_WORK REQUIRED:_ Your answer should consist of the lines below that hold the word "Wait".

(Saved entries)
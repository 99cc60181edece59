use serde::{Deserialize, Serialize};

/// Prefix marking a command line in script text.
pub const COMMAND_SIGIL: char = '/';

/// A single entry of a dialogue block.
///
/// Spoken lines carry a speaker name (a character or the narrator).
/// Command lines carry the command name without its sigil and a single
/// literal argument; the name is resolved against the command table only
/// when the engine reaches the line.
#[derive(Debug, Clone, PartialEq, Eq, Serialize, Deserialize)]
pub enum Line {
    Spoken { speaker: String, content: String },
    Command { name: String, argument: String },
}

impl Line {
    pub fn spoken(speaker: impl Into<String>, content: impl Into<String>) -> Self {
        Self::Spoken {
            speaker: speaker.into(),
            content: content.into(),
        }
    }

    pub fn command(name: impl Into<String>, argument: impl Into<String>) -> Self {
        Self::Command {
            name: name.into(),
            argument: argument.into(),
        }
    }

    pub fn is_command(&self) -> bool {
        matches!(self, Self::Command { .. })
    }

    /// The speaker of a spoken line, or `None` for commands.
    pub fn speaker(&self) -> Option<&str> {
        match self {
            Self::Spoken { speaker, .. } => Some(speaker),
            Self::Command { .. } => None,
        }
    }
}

...

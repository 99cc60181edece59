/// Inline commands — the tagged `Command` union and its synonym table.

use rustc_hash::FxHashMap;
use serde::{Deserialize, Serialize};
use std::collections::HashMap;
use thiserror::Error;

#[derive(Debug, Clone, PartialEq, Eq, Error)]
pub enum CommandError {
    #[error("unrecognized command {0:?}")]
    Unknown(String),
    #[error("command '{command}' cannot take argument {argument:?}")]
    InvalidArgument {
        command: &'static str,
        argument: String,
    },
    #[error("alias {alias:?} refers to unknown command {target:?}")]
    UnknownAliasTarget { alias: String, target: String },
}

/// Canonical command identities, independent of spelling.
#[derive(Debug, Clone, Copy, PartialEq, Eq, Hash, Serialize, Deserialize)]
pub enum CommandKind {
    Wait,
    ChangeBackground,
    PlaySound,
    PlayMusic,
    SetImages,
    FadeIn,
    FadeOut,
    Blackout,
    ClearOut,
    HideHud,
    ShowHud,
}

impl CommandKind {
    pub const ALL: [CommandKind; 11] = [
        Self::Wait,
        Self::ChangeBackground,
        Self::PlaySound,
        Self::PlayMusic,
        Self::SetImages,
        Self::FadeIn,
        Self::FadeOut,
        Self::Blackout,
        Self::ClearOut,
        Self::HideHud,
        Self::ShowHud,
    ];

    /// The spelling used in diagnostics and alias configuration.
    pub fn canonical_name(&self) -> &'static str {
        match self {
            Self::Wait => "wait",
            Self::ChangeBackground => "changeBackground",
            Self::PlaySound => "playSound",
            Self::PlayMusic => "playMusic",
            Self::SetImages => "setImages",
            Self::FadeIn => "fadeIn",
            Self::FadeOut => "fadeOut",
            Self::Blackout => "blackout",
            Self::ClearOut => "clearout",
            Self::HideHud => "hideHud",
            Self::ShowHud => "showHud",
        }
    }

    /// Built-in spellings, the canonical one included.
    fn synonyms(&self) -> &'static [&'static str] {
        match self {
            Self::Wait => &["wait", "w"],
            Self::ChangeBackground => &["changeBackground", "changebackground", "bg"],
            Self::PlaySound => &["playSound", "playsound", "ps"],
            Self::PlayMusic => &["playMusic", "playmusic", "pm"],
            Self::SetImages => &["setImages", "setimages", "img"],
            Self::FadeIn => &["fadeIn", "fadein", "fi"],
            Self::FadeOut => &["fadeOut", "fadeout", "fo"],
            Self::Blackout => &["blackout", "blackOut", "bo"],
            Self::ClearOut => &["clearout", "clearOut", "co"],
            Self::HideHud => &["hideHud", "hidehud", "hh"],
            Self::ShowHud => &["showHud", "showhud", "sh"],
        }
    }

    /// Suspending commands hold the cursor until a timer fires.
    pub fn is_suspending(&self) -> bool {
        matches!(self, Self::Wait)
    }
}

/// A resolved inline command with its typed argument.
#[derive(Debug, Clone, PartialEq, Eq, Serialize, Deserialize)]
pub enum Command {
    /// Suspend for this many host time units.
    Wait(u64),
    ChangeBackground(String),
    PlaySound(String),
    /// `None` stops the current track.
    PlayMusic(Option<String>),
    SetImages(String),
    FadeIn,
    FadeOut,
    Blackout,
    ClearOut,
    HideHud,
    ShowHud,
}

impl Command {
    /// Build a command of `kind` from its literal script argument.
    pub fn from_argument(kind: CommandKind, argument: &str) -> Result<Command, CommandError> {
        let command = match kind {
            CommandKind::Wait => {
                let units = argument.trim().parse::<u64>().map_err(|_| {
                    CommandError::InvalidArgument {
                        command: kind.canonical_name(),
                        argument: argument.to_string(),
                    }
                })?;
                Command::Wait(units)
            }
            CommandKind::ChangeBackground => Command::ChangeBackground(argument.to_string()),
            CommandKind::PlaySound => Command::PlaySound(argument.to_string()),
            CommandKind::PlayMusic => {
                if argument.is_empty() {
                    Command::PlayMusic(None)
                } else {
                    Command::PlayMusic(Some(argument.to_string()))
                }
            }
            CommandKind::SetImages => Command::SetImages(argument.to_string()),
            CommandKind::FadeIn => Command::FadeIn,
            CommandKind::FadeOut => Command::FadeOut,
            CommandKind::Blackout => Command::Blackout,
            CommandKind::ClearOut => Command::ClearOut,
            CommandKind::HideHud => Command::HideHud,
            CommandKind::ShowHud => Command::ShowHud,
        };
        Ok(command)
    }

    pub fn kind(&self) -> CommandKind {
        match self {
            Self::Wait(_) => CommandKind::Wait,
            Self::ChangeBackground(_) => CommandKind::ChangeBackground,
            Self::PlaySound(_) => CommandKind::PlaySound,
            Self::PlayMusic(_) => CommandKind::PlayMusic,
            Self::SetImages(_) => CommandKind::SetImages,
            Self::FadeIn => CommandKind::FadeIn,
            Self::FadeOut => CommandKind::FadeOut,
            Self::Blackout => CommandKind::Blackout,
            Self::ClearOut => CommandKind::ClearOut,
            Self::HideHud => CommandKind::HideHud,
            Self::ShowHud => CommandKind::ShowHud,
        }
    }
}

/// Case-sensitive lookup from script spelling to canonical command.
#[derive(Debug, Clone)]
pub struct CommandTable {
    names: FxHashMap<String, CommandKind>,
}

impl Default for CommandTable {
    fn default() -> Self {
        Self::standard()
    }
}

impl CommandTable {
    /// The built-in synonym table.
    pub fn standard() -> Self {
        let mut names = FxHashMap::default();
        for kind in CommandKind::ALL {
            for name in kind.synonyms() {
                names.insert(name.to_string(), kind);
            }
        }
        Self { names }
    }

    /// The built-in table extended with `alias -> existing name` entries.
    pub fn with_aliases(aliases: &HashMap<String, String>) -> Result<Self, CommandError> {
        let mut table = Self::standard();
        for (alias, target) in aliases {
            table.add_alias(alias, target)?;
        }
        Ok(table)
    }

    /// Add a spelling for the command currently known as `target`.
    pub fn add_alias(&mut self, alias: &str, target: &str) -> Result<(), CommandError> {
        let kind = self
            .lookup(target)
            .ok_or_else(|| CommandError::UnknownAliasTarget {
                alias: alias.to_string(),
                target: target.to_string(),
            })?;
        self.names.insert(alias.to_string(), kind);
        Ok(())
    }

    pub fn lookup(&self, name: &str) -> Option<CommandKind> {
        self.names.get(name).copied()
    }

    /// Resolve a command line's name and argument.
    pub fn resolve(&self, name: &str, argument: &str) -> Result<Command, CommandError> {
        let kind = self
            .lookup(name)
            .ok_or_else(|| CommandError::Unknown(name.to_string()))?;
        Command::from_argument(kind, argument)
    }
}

_TASK SOLUTION:_
    Wait,
        Self::Wait,
            Self::Wait => "wait",
            Self::Wait => &["wait", "w"],
        matches!(self, Self::Wait)
    Wait(u64),
            CommandKind::Wait => {
                Command::Wait(units)
            Self::Wait(_) => CommandKind::Wait,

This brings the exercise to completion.